= SCIMPI =

Subsea borehole instrument

The Simple Cabled Instrument for Measuring Parameters In-Situ (SCIMPI) is a relatively new instrument designed for deployment in an ocean borehole to study dynamic processes in sedimented sub-seabed regions.

The SCIMPI system collects time series data on sub-seafloor temperature, pressure, and electrical resistivity at multiple depths, after the borehole is collapsed on the instrument. It was developed as a simpler, more cost-effective, and quicker-to-deploy alternative to CORK sub-seafloor observatories. The modular design of SCIMPI allows for flexible customization on-site based on the objectives of the study and local geological conditions. SCIMPI operates on battery power for 3 to 6 years. Batteries can be replaced by retrieving the seafloor command module in which the data are recorded. The instrument can be also connected by cable.

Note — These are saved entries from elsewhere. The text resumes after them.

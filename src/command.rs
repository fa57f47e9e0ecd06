use std::sync::LazyLock;

use regex::Regex;

const COMMAND_MARKER: &str = "/miaq/";

// Room id and message id of a Chatwork permalink, e.g.
// `/miaq/https://www.chatwork.com/#!rid(111)-222`.
static COMMAND_RE: LazyLock<Regex> = LazyLock::new(|| {
    Regex::new(r"/miaq/https://www\.chatwork\.com/#!rid\((\d+)\)-(\d+)")
        .expect("valid command pattern")
});

/// The message a `/miaq/` command points at.
#[derive(Debug, Clone, PartialEq, Eq)]
pub struct CommandMatch {
    pub room_id: String,
    pub message_id: String,
}

/// Result of scanning a message body for a command.
#[derive(Debug, Clone, PartialEq, Eq)]
pub enum ParsedCommand {
    /// The body does not mention `/miaq/` at all.
    NotCommand,
    /// `/miaq/` is present but no well-formed permalink follows it.
    Malformed,
    Command(CommandMatch),
}

impl ParsedCommand {
    /// Scan `body`. Only the first well-formed reference is used.
    pub fn parse(body: &str) -> Self {
        if let Some(captures) = COMMAND_RE.captures(body) {
            if let (Some(room), Some(message)) = (captures.get(1), captures.get(2)) {
                return ParsedCommand::Command(CommandMatch {
                    room_id: room.as_str().to_string(),
                    message_id: message.as_str().to_string(),
                });
            }
        }

        if body.contains(COMMAND_MARKER) {
            ParsedCommand::Malformed
        } else {
            ParsedCommand::NotCommand
        }
    }
}
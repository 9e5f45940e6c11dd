use serde::{Deserialize, Serialize};
use serde_json::{Map, Value};
use uuid::Uuid;

/// Two timestamps closer than this are the same frame.
pub const TSTAMP_TOLERANCE: f64 = 1e-6;

/// One row of region properties, e.g. `{"value": "face", "confidence": 0.9}`.
pub type Props = Map<String, Value>;

#[derive(Debug, Clone, Serialize, Deserialize)]
pub struct Request {
    pub url: String,
    #[serde(default = "default_sample_rate")]
    pub sample_rate: f64,
    #[serde(default)]
    pub prev_response: Option<PriorResponse>,
}

fn default_sample_rate() -> f64 {
    1.0
}

impl Request {
    pub fn new(url: impl Into<String>) -> Self {
        Self {
            url: url.into(),
            sample_rate: default_sample_rate(),
            prev_response: None,
        }
    }

    pub fn with_sample_rate(mut self, sample_rate: f64) -> Self {
        self.sample_rate = sample_rate;
        self
    }

    pub fn with_prev_response(mut self, prev_response: PriorResponse) -> Self {
        self.prev_response = Some(prev_response);
        self
    }
}

/// Annotations produced for the same media by an earlier module.
#[derive(Debug, Clone, Default, Serialize, Deserialize)]
pub struct PriorResponse {
    #[serde(default)]
    pub frame_annotations: Vec<FrameAnnotation>,
}

#[derive(Debug, Clone, Serialize, Deserialize)]
pub struct FrameAnnotation {
    pub tstamp: f64,
    #[serde(default)]
    pub regions: Vec<Region>,
}

impl FrameAnnotation {
    pub fn new(tstamp: f64) -> Self {
        Self {
            tstamp,
            regions: Vec::new(),
        }
    }

    pub fn matches_tstamp(&self, tstamp: f64) -> bool {
        (self.tstamp - tstamp).abs() < TSTAMP_TOLERANCE
    }
}

#[derive(Debug, Clone, Copy, PartialEq, Serialize, Deserialize)]
pub struct Point {
    pub x: f64,
    pub y: f64,
}

/// A spatial region in a frame. Contour points are normalised to `[0, 1]`.
#[derive(Debug, Clone, PartialEq, Serialize, Deserialize)]
pub struct Region {
    #[serde(default = "Uuid::new_v4")]
    pub id: Uuid,
    #[serde(default)]
    pub contour: Vec<Point>,
    #[serde(default)]
    pub props: Vec<Props>,
}

impl Region {
    pub fn new(props: Vec<Props>) -> Self {
        Self {
            id: Uuid::new_v4(),
            contour: Vec::new(),
            props,
        }
    }

    pub fn with_contour(mut self, contour: Vec<Point>) -> Self {
        self.contour = contour;
        self
    }

    /// Normalised `(x0, y0, x1, y1)`, or the whole frame without a contour.
    pub fn bounding_box(&self) -> (f64, f64, f64, f64) {
        if self.contour.is_empty() {
            return (0.0, 0.0, 1.0, 1.0);
        }
        self.contour.iter().fold(
            (f64::MAX, f64::MAX, f64::MIN, f64::MIN),
            |(x0, y0, x1, y1), p| (x0.min(p.x), y0.min(p.y), x1.max(p.x), y1.max(p.y)),
        )
    }
}

/// Appends `region` to the annotation at `tstamp`, creating it if needed.
pub fn push_region(annotations: &mut Vec<FrameAnnotation>, tstamp: f64, region: Region) {
    match annotations.iter_mut().find(|a| a.matches_tstamp(tstamp)) {
        Some(annotation) => annotation.regions.push(region),
        None => {
            let mut annotation = FrameAnnotation::new(tstamp);
            annotation.regions.push(region);
            annotations.push(annotation);
        }
    }
}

IODP Expedition 341S was the first full-scale test of the SCIMPI prototype. Consisting of nine measurement modules, the prototype was successfully deployed by the drilling and research vessel JOIDES Resolution at ODP site U1416 in May 2013.

In August 2025, SCIMPI was deployed during Expedition 501: New England Shelf Hydrology,a joint effort between the NSF and IODP3, providing long term monitoring capability of aquifer properties.